For instance, Senator Kirsten Gillibrand (D-NY) is planning to propose three bills designed to boost the US’s defenses against cybercriminals and hackers.
“If we’re going to keep America safe we have to invest in cyber security, in the best solutions and best practices,” Senator Gillibrand said.
However, as UBM Tech highlights, Congress has other things on its plate right now so it’s highly unlikely that it will take up any cyber security issues.
Experts from IT security firm Tripwire also make an interesting point regarding the impact of the US government shutdown on cyber security.
Tripwire Director of Product Management Tim Erlin explains that the shutdown has both an immediate and a ripple impact on cyber security. The immediate effect stems from the fact that important security people with not be able to carry out their jobs during the shutdown.
For example, while the government likely sees the national vulnerability database as an essential service, the level of staffing might be reduced, which automatically means that less vulnerability-related information is being added. This makes it more difficult to deal with serious cyber security events.
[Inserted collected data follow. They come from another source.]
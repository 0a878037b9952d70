//! Errors and rejection reasons for game operations.

use super::Position;
use serde::{Deserialize, Serialize};

/// Error returned by fallible [`GameStateMachine`](crate::GameStateMachine) operations.
#[derive(Debug, Clone, PartialEq, Eq, derive_more::Display, derive_more::Error)]
pub enum GameError {
    /// A jump targeted a step outside the recorded history.
    #[display("Cannot jump to step {index}: history has {len} entries")]
    JumpOutOfRange {
        /// Requested step.
        index: usize,
        /// History length at the time of the request.
        len: usize,
    },
    /// Restored history breaks one or more history invariants.
    #[display("Invalid history: {reason}")]
    InvalidHistory {
        /// Descriptions of the violated invariants.
        reason: String,
    },
}

/// Why a move was ignored.
///
/// Illegal moves are not errors: the board simply does not change.
#[derive(Debug, Clone, Copy, PartialEq, Eq, Serialize, Deserialize, derive_more::Display)]
pub enum IgnoredMove {
    /// The current state is already won or drawn.
    #[display("Game is already over")]
    GameOver,
    /// The square is already taken.
    #[display("Square {_0} is already occupied")]
    SquareOccupied(Position),
    /// The index does not name a square.
    #[display("No square at index {_0}")]
    OutOfBounds(usize),
}

/// Result of asking the machine to play a square.
#[derive(Debug, Clone, Copy, PartialEq, Eq, Serialize, Deserialize)]
pub enum MoveDisposition {
    /// A new state was appended and the cursor moved onto it.
    Applied,
    /// Nothing changed.
    Ignored(IgnoredMove),
}

impl MoveDisposition {
    /// Returns true if the move changed the game.
    pub fn is_applied(&self) -> bool {
        matches!(self, MoveDisposition::Applied)
    }
}
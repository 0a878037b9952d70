//! Classification of a board as ongoing or finished.

use super::rules::{check_winner, is_draw};
use super::{Board, Player};
use serde::{Deserialize, Serialize};
use tracing::instrument;

/// Outcome of a board state.
///
/// Always derived from the squares via [`Outcome::evaluate`], never set
/// independently.
#[derive(Debug, Clone, Copy, PartialEq, Eq, Hash, Default, Serialize, Deserialize)]
pub enum Outcome {
    /// Moves remain and nobody has a line.
    #[default]
    InProgress,
    /// X completed a line.
    XWon,
    /// O completed a line.
    OWon,
    /// Board is full with no line.
    Draw,
}

impl Outcome {
    /// Classifies a board.
    #[instrument(skip(board))]
    pub fn evaluate(board: &Board) -> Self {
        if let Some(player) = check_winner(board) {
            Self::won_by(player)
        } else if is_draw(board) {
            Outcome::Draw
        } else {
            Outcome::InProgress
        }
    }

    /// The winning outcome for `player`.
    pub fn won_by(player: Player) -> Self {
        match player {
            Player::X => Outcome::XWon,
            Player::O => Outcome::OWon,
        }
    }

    /// Returns the winner if there is one.
    pub fn winner(&self) -> Option<Player> {
        match self {
            Outcome::XWon => Some(Player::X),
            Outcome::OWon => Some(Player::O),
            Outcome::InProgress | Outcome::Draw => None,
        }
    }

    /// Returns true once no further moves may follow.
    pub fn is_terminal(&self) -> bool {
        !matches!(self, Outcome::InProgress)
    }

    /// Returns true if the game was a draw.
    pub fn is_draw(&self) -> bool {
        matches!(self, Outcome::Draw)
    }
}

impl std::fmt::Display for Outcome {
    fn fmt(&self, f: &mut std::fmt::Formatter<'_>) -> std::fmt::Result {
        match self {
            Outcome::InProgress => write!(f, "In progress"),
            Outcome::XWon => write!(f, "Player X wins"),
            Outcome::OWon => write!(f, "Player O wins"),
            Outcome::Draw => write!(f, "Draw"),
        }
    }
}

#[cfg(test)]
mod tests {
    use super::*;
    use crate::{Position, Square};

    #[test]
    fn test_empty_board_in_progress() {
        assert_eq!(Outcome::evaluate(&Board::new()), Outcome::InProgress);
    }

    #[test]
    fn test_line_wins_for_its_mark() {
        let mut board = Board::new();
        for pos in [Position::TopCenter, Position::Center, Position::BottomCenter] {
            board.set(pos, Square::Occupied(Player::O));
        }
        let outcome = Outcome::evaluate(&board);
        assert_eq!(outcome, Outcome::OWon);
        assert_eq!(outcome.winner(), Some(Player::O));
        assert!(outcome.is_terminal());
    }

    #[test]
    fn test_full_board_draw_or_last_move_win() {
        // X O X / X O O / O X X
        let mut board = Board::new();
        for (pos, mark) in Position::ALL.iter().zip("XOXXOOOXX".chars()) {
            let player = if mark == 'X' { Player::X } else { Player::O };
            board.set(*pos, Square::Occupied(player));
        }
        assert_eq!(Outcome::evaluate(&board), Outcome::Draw);

        // Flipping the middle-right square completes the right column.
        board.set(Position::MiddleRight, Square::Occupied(Player::X));
        assert_eq!(Outcome::evaluate(&board), Outcome::XWon);
    }

    #[test]
    fn test_only_in_progress_is_open() {
        assert!(!Outcome::InProgress.is_terminal());
        assert!(Outcome::Draw.is_terminal());
        assert!(Outcome::Draw.is_draw());
        assert_eq!(Outcome::Draw.winner(), None);
    }
}
//! Strictly Rewind - tic-tac-toe with a browsable move history.
//!
//! The game rules and history live in [`rewind_tictactoe`]. This crate is
//! the view layer on top of them:
//!
//! - **Presenter**: status line and move list text
//! - **TUI**: interactive terminal front end
//! - **Replay**: headless run of a scripted move list
//! - **Config**: TOML preferences
//!
//! # Example
//!
//! ```
//! use strictly_rewind::{move_entries, status_line};
//! use rewind_tictactoe::{GameStateMachine, SortOrder};
//!
//! let game = GameStateMachine::replay(&[4, 0]);
//! assert_eq!(status_line(game.current_state()), "Next player: X");
//!
//! let entries = move_entries(&game, SortOrder::Descending);
//! assert_eq!(entries[0].label(), "Go to move #2");
//! ```

#![warn(missing_docs)]
#![forbid(unsafe_code)]

mod config;
mod presenter;
mod replay;
pub mod tui;

pub use config::{ConfigError, RewindConfig};
pub use presenter::{MoveEntry, move_entries, status_line};
pub use replay::{ReplayFormat, ReplayReport, run_replay};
According to Erlin, the ripple effects are also dangerous. New vulnerabilities are discovered each day. However, during the government shutdown, it’s less likely that they’ll be properly patched.
The longer the shutdown lasts, the more opportunities cybercriminals will have to breach systems.
“Additionally, compromised systems may go for a longer period without detection, allowing an attacker to take more than one step toward their targeted without being noticed. These deeper intrusions are more likely during this shutdown and harder to uncover when the shutdown ends,” Erlin noted.
Head of Tripwire’s Vulnerability and Exposures Research Team (VERT), Lamar Bailey, warns that cybercriminals might take the opportunity to target systems that store information that is vital to national security.
“If I were a hostile nation state, I would start unleashing everything I have right now in an attempt to exploit as much as possible while federal agencies are distracted,” Bailey said.
“In the late 1990′s and early 2000′s, the greatest number of exploits happened over holidays, weekends, and late at night when the IT staff was operating on a skeleton crew. This is no different.”
Tripwire CTO Dwayne Melancon says that several federal agencies have furloughed numerous IT employees, including IT security staff.
“If I were leading an agency right now, I’d place a huge emphasis on retaining adequate security personnel to monitor for suspicious activity and protect systems and data,” Melancon noted.